In-Laws and "Family"

I went to a friends wedding this weekend, and a lot of old friends from back in the day were there, and a good amount of them were married as well. Only one couple had a child (which many of us think may have been the reason behind the marriage, but anyway…). All this young love got me thinking about something:
Say your child gets married, and about a year later or so, your child dies leaving their spouse alone. They never had kids. In the following years, how much a part of your family would this person be? Would they be invited to family reunions and the like, or once they remarried (or just after the grieving period), are they pretty much “out”?

I don’t have any children, but I’ve often thought about what would happen if something were to happen to my SO. Would I still be a part of his family? Would they want me around as a reminder to their son? I would hope they would. They are like family to me.

I imagine this would vary from one family to another, and from one person to another. I think the world of my inlaws - they’re very nice people - but if I didn’t have my daughter and I lost my husband, I don’t think I’d remain close to my inlaws. I might write once in a while, but I can’t see myself visiting them or inviting them to visit me. Same goes for my husband and my parents.

The fact is, if I’d only met my inlaws as, perhaps, neighbors with no family ties, they’d never be more than passing acquaintences. We don’t have a lot in common. In fact, I can say the same for my own parents - I’d never choose people like them as friends.

This varies from family to family and different situations.
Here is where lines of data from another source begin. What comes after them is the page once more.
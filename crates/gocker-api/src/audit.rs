//! Security audit logging for authentication events
//!
//! Provides structured audit logging for registrations, logins, refreshes,
//! logouts, session revocations and access control failures.
//!
//! All audit events are logged at INFO level with the "audit" target,
//! making them easy to filter and route to security monitoring systems.
//! Events never carry passwords or token values.
//!
//! # Example
//!
//! ```ignore
//! use gocker_api::audit::{AuditEvent, audit_log};
//!
//! audit_log(&AuditEvent::LoginSuccess {
//!     user_id: user.id,
//!     email: user.email.clone(),
//!     revoked_tokens: 2,
//!     ip_address: Some("192.168.1.1".to_string()),
//!     user_agent: None,
//! });
//! ```

use chrono::Utc;
use serde::{Deserialize, Serialize};
use tracing::info;

/// Security audit events for authentication and authorization
#[derive(Debug, Clone, Serialize, Deserialize)]
#[serde(tag = "event_type", rename_all = "snake_case")]
pub enum AuditEvent {
    /// Successful user registration
    RegistrationSuccess {
        user_id: i64,
        email: String,
        role: String,
        ip_address: Option<String>,
        user_agent: Option<String>,
    },

    /// Failed registration attempt
    RegistrationFailure {
        email: String,
        reason: String,
        ip_address: Option<String>,
        user_agent: Option<String>,
    },

    /// Successful user login
    LoginSuccess {
        user_id: i64,
        email: String,
        revoked_tokens: usize,
        ip_address: Option<String>,
        user_agent: Option<String>,
    },

    /// Failed login attempt
    LoginFailure {
        email: String,
        reason: String,
        ip_address: Option<String>,
        user_agent: Option<String>,
    },

    /// Access token refresh
    TokenRefresh {
        user_id: i64,
        email: String,
        ip_address: Option<String>,
    },

    /// User logout
    Logout {
        user_id: i64,
        email: String,
        revoked_tokens: usize,
        ip_address: Option<String>,
    },

    /// Tokens revoked as a side effect of an account change
    SessionsRevoked {
        user_id: i64,
        reason: String,
        revoked_tokens: usize,
    },

    /// Access denied due to insufficient permissions
    AccessDenied {
        user_id: Option<i64>,
        email: Option<String>,
        method: String,
        path: String,
        ip_address: Option<String>,
        user_agent: Option<String>,
    },

    /// Missing, invalid, expired or revoked token used
    InvalidToken {
        path: String,
        reason: String,
        ip_address: Option<String>,
        user_agent: Option<String>,
    },
}

impl AuditEvent {
    fn summary(&self) -> &'static str {
        match self {
            AuditEvent::RegistrationSuccess { .. } => "Registration successful",
            AuditEvent::RegistrationFailure { .. } => "Registration failed",
            AuditEvent::LoginSuccess { .. } => "Login successful",
            AuditEvent::LoginFailure { .. } => "Login failed",
            AuditEvent::TokenRefresh { .. } => "Token refresh",
            AuditEvent::Logout { .. } => "User logout",
            AuditEvent::SessionsRevoked { .. } => "Sessions revoked",
            AuditEvent::AccessDenied { .. } => "Access denied",
            AuditEvent::InvalidToken { .. } => "Invalid token",
        }
    }
}

/// Log a security audit event with structured fields
///
/// The event is serialized to JSON so log aggregators receive every field,
/// while the most useful ones are also recorded as tracing fields.
pub fn audit_log(event: &AuditEvent) {
    let timestamp = Utc::now();

    let event_json = serde_json::to_string(event)
        .unwrap_or_else(|e| format!("{{\"error\":\"Failed to serialize audit event: {e}\"}}"));

    match event {
        AuditEvent::RegistrationSuccess {
            user_id,
            email,
            role,
            ip_address,
            ..
        } => {
            info!(
                target: "audit",
                timestamp = %timestamp,
                event = %event_json,
                user_id = %user_id,
                email = %email,
                role = %role,
                ip_address = ?ip_address,
                "{}", event.summary()
            );
        }
        AuditEvent::RegistrationFailure {
            email,
            reason,
            ip_address,
            ..
        }
        | AuditEvent::LoginFailure {
            email,
            reason,
            ip_address,
            ..
        } => {
            info!(
                target: "audit",
                timestamp = %timestamp,
                event = %event_json,
                email = %email,
                reason = %reason,
                ip_address = ?ip_address,
                "{}", event.summary()
            );
        }
        AuditEvent::LoginSuccess {
            user_id,
            email,
            revoked_tokens,
            ip_address,
            ..
        }
        | AuditEvent::Logout {
            user_id,
            email,
            revoked_tokens,
            ip_address,
        } => {
            info!(
                target: "audit",
                timestamp = %timestamp,
                event = %event_json,
                user_id = %user_id,
                email = %email,
                revoked_tokens = %revoked_tokens,
                ip_address = ?ip_address,
                "{}", event.summary()
            );
        }
        AuditEvent::TokenRefresh {
            user_id,
            email,
            ip_address,
        } => {
            info!(
                target: "audit",
                timestamp = %timestamp,
                event = %event_json,
                user_id = %user_id,
                email = %email,
                ip_address = ?ip_address,
                "{}", event.summary()
            );
        }
        AuditEvent::SessionsRevoked {
            user_id,
            reason,
            revoked_tokens,
        } => {
            info!(
                target: "audit",
                timestamp = %timestamp,
                event = %event_json,
                user_id = %user_id,
                reason = %reason,
                revoked_tokens = %revoked_tokens,
                "{}", event.summary()
            );
        }
        AuditEvent::AccessDenied {
            user_id,
            method,
            path,
            ip_address,
            ..
        } => {
            info!(
                target: "audit",
                timestamp = %timestamp,
                event = %event_json,
                user_id = ?user_id,
                method = %method,
                path = %path,
                ip_address = ?ip_address,
                "{}", event.summary()
            );
        }
        AuditEvent::InvalidToken {
            path,
            reason,
            ip_address,
            ..
        } => {
            info!(
                target: "audit",
                timestamp = %timestamp,
                event = %event_json,
                path = %path,
                reason = %reason,
                ip_address = ?ip_address,
                "{}", event.summary()
            );
        }
    }
}

/// Extract IP address from request headers
///
/// Checks X-Forwarded-For, then X-Real-IP.
pub fn extract_ip_address(headers: &axum::http::HeaderMap) -> Option<String> {
    if let Some(xff) = headers.get("x-forwarded-for") {
        if let Ok(xff_str) = xff.to_str() {
            // first entry is the client
            if let Some(first_ip) = xff_str.split(',').next() {
                return Some(first_ip.trim().to_string());
            }
        }
    }

    headers
        .get("x-real-ip")
        .and_then(|ip| ip.to_str().ok())
        .map(|s| s.to_string())
}

/// Extract user agent from request headers
pub fn extract_user_agent(headers: &axum::http::HeaderMap) -> Option<String> {
    headers
        .get(axum::http::header::USER_AGENT)
        .and_then(|ua| ua.to_str().ok())
        .map(|s| s.to_string())
}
My grandfather was married for nearly 20 years to my grandmother, and had three kids. She died of cancer, more than 30 years ago, and my grandfather (and his “new” wife, my for all effects granny) have remained part of my blood granny’s family. They still are invited to family reunions, talk to each other, keep in contact, attend funerals and memorial services, etc. My grandfather was well loved by his inlaws, and they continued their friendship after his wife’s death.

My aunt was married for around 20 years, then separated and while waiting for final divorce, widowed. She didn’t get along with her in laws since the beginning, and nothing changed after my uncle’s death. They still know about each other, mainly because they live in a small town, but they don’t want to have much to do with each other.

It depends on the people involved Elvis (or should I call you Rojo?). I’ve had a step-family for 26 years and my relationship with them is vastly different from that which they have with my bio-siblings. My stepbrothers’ (3) kids grew up with me around as Uncle Ringo, but they hardly know my brother and sisters.

And my sisters…, well, one of 'em’s not, really. She’s my cousin, whom my parents took in when she was three, and became legal guardians of when she was five (my aunt had a chaotic journey through life that precluded parenting). She grew up with me and I regard her as my younger sister, but my older sister does not.

Familial relationships are defined by the parties thereto, and people’s take on such run from those, such as myself, who tend to embrace any connection to those who are far more aloof.

My stepmom died four years ago and that has resulted in a looosening of ties with some of my steps. But I guess part of what you’re looking for might be revealed in the fact that my dad died many years before that and stepmom kept me in the loop.

Methinks this a murky post. Hope it helps, pal.

Yeah, it depends. My aunt has been extremely close to her former in-laws for the 20+ years since my uncle died. She has remarried, has a child, but that family is still her closest family. The rest of us kept in contact too–some of them came to my wedding, and we went to the MIL’s funeral.

OTOH, if you never liked each other much in the first place, you might be just as happy to let things die.

My family is like the mob: Once you’re in the family, you’re in for life. And, like the mob, you can be a complete jerk and get “removed” from the family. It’s just a lot less bloodier.

If you act and feel like family, we’ll gladly reciprocate.

(E.g., I had 4 sets of grandparents. Visited “relatives” in Chico who were: my great uncle’s widow’s grandchildren via her second marriage. Nice people.)